• [EXERCISE DESCRIPTION]: For each line below that includes the string "matches", show the whole line.

• [ENTRIES SHOWN]:
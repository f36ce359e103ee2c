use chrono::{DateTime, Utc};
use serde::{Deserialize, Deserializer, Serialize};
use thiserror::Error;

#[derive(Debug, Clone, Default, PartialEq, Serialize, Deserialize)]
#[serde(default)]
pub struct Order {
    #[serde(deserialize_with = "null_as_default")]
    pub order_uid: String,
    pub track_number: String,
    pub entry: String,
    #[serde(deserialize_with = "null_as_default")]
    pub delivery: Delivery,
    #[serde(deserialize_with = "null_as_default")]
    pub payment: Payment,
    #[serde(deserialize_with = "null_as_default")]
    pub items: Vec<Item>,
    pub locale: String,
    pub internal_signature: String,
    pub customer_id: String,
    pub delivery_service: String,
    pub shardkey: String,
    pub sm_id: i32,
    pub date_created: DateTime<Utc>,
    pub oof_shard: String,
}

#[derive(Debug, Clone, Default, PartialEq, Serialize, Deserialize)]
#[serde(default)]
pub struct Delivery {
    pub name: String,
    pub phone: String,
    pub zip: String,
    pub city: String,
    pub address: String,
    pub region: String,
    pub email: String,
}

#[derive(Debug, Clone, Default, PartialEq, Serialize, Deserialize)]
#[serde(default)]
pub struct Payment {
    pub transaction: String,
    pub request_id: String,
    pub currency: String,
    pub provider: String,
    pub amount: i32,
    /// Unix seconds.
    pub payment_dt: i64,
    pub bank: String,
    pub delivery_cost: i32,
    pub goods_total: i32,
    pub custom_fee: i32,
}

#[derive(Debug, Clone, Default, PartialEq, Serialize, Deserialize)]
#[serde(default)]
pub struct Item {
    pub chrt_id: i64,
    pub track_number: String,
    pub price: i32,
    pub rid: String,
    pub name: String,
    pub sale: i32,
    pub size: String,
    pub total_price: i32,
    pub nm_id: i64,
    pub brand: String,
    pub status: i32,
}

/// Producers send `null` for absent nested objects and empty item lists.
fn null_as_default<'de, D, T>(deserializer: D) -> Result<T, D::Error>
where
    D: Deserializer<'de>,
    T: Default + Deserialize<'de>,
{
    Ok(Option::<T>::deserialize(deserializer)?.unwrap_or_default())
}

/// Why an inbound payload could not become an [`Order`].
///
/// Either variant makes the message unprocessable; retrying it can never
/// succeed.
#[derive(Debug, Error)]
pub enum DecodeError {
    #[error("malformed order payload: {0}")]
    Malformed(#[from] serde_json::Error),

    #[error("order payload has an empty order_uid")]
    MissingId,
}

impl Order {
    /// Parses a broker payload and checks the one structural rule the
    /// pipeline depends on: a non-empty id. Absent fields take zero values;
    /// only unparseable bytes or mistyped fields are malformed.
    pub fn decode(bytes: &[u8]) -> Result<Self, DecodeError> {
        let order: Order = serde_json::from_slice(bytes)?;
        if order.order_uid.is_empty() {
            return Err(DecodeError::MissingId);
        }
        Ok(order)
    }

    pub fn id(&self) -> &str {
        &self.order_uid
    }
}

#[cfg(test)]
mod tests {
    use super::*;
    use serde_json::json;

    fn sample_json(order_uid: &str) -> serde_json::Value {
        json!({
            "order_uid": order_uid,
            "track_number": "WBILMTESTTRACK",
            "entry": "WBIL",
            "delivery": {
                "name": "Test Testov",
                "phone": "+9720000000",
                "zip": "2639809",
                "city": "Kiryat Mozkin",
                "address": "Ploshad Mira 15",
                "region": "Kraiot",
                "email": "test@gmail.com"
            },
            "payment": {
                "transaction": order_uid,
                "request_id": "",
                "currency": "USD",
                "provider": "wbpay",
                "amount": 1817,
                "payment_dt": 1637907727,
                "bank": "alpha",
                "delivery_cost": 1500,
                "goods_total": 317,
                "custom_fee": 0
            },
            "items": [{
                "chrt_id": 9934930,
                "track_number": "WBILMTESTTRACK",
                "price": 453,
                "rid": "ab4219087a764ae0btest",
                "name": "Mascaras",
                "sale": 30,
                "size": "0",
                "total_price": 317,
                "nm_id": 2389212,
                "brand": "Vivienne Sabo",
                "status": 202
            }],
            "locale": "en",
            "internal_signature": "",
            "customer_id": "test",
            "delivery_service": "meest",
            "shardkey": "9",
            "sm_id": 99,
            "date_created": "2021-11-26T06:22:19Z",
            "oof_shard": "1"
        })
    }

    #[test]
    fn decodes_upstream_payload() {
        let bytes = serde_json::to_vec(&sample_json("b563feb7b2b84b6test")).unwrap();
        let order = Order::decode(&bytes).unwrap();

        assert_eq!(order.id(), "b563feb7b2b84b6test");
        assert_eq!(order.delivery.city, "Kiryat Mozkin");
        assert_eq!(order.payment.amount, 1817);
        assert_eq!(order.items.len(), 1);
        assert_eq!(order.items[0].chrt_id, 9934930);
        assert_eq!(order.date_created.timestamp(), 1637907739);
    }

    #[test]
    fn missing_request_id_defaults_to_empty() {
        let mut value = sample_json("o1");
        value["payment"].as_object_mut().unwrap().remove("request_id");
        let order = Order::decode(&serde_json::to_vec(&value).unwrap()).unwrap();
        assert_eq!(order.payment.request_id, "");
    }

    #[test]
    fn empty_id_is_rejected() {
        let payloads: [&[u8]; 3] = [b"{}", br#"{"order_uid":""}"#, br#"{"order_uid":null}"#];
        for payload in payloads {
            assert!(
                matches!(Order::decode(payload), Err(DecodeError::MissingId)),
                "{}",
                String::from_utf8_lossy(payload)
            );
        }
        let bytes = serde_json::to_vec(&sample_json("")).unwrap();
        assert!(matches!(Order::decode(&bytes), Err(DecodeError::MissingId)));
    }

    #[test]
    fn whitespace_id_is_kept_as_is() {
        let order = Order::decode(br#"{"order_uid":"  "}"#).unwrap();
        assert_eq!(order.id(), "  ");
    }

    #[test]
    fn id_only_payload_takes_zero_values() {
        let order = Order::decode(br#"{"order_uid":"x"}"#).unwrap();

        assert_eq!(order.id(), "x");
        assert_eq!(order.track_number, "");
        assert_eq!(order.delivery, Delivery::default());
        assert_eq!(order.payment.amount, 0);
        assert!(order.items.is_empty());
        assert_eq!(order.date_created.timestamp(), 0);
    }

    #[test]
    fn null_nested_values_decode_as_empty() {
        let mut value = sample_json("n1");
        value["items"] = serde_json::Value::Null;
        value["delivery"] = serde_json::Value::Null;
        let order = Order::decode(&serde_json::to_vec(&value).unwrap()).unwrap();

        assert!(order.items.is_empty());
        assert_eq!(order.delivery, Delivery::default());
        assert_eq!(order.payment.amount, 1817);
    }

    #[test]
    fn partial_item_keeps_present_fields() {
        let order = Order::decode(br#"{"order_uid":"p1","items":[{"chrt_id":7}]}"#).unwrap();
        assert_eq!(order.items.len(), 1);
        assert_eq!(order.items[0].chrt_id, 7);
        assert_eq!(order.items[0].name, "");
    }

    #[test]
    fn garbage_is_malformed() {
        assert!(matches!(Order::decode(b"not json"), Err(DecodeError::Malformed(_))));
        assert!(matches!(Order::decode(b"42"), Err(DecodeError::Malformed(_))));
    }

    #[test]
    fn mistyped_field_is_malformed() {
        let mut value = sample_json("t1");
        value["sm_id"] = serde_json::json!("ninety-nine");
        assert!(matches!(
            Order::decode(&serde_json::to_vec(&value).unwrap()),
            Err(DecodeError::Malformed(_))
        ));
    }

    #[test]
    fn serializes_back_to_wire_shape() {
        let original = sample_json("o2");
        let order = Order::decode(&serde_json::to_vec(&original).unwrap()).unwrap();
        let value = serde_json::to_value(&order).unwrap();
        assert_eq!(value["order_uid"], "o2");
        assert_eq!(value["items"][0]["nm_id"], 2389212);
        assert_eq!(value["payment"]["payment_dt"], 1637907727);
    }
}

• [RESULT]:
                matches!(Order::decode(payload), Err(DecodeError::MissingId)),
        assert!(matches!(Order::decode(&bytes), Err(DecodeError::MissingId)));
        assert!(matches!(Order::decode(b"not json"), Err(DecodeError::Malformed(_))));
        assert!(matches!(Order::decode(b"42"), Err(DecodeError::Malformed(_))));
        assert!(matches!(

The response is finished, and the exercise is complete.